Set out exactly, line by line, the stretch of data below that begins at the line containing "end of input" and ends at the line containing "ExitCode::SUCCESS", with both ends kept.

<<<<

use anyhow::Context;
use clap::Parser;
use prompter::{ConfigError, Kind, Options, PromptError, Request, Terminal};
use std::{fs, path::PathBuf, process::ExitCode};
use tracing_subscriber::EnvFilter;

/// Ask for one validated value (or many) and print it as JSON.
#[derive(Debug, Parser)]
#[command(name = "prompter", version)]
struct Cli {
    /// JSON file with the request options (`outputText`, `min`, `exiton`, ...)
    #[arg(short, long)]
    config: Option<PathBuf>,

    /// Target type, overrides the `type` option
    #[arg(short = 't', long = "type")]
    kind: Option<Kind>,

    /// Keep asking until an exit sentinel, the `numInputs` budget or the end of input
    #[arg(long)]
    collect: bool,
}

fn main() -> ExitCode {
    tracing_subscriber::fmt()
        .with_env_filter(
            EnvFilter::try_from_default_env().unwrap_or_else(|_| EnvFilter::new("warn")),
        )
        .with_writer(std::io::stderr)
        .init();

    let cli = Cli::parse();

    match run(&cli) {
        Ok(output) => {
            println!("{}", output);
            ExitCode::SUCCESS
        }
        Err(e) => {
            eprintln!("{:#}", e);
            exit_code(&e)
        }
    }
}

fn run(cli: &Cli) -> anyhow::Result<String> {
    let request = load(cli)?;
    tracing::debug!(kind = %request.kind(), collect = cli.collect, "request loaded");

    let mut terminal = Terminal::stdio();

    if cli.collect {
        let values = terminal.collect(&request)?;
        return Ok(serde_json::to_string(&values)?);
    }

    if request.kind() == Kind::FileName && request.options().mode.is_some() {
        let opened = match terminal.ask_file(&request)? {
            Some(file) => {
                let len = file.metadata().context("Couldn't stat the opened file")?.len();
                serde_json::json!({ "opened": true, "len": len })
            }
            None => serde_json::Value::Null,
        };
        return Ok(opened.to_string());
    }

    let value = terminal.ask(&request)?;
    Ok(serde_json::to_string(&value)?)
}

fn load(cli: &Cli) -> anyhow::Result<Request> {
    let mut options = match &cli.config {
        Some(path) => {
            let json = fs::read_to_string(path)
                .with_context(|| format!("Couldn't read {}", path.display()))?;
            Options::from_json(&json)?
        }
        None => Options::new(),
    };

    if let Some(kind) = cli.kind {
        options = options.kind(kind);
    }

    Ok(Request::from_options(options)?)
}

/// 2 for configuration errors, 1 for everything else.
fn exit_code(e: &anyhow::Error) -> ExitCode {
    let config = e.downcast_ref::<ConfigError>().is_some()
        || e.downcast_ref::<PromptError>().is_some_and(PromptError::is_config);
    if config {
        ExitCode::from(2)
    } else {
        ExitCode::FAILURE
    }
}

>>>>

→ RESULT FOR THIS EXERCISE
    /// Keep asking until an exit sentinel, the `numInputs` budget or the end of input
    #[arg(long)]
    collect: bool,
}

fn main() -> ExitCode {
    tracing_subscriber::fmt()
        .with_env_filter(
            EnvFilter::try_from_default_env().unwrap_or_else(|_| EnvFilter::new("warn")),
        )
        .with_writer(std::io::stderr)
        .init();

    let cli = Cli::parse();

    match run(&cli) {
        Ok(output) => {
            println!("{}", output);
            ExitCode::SUCCESS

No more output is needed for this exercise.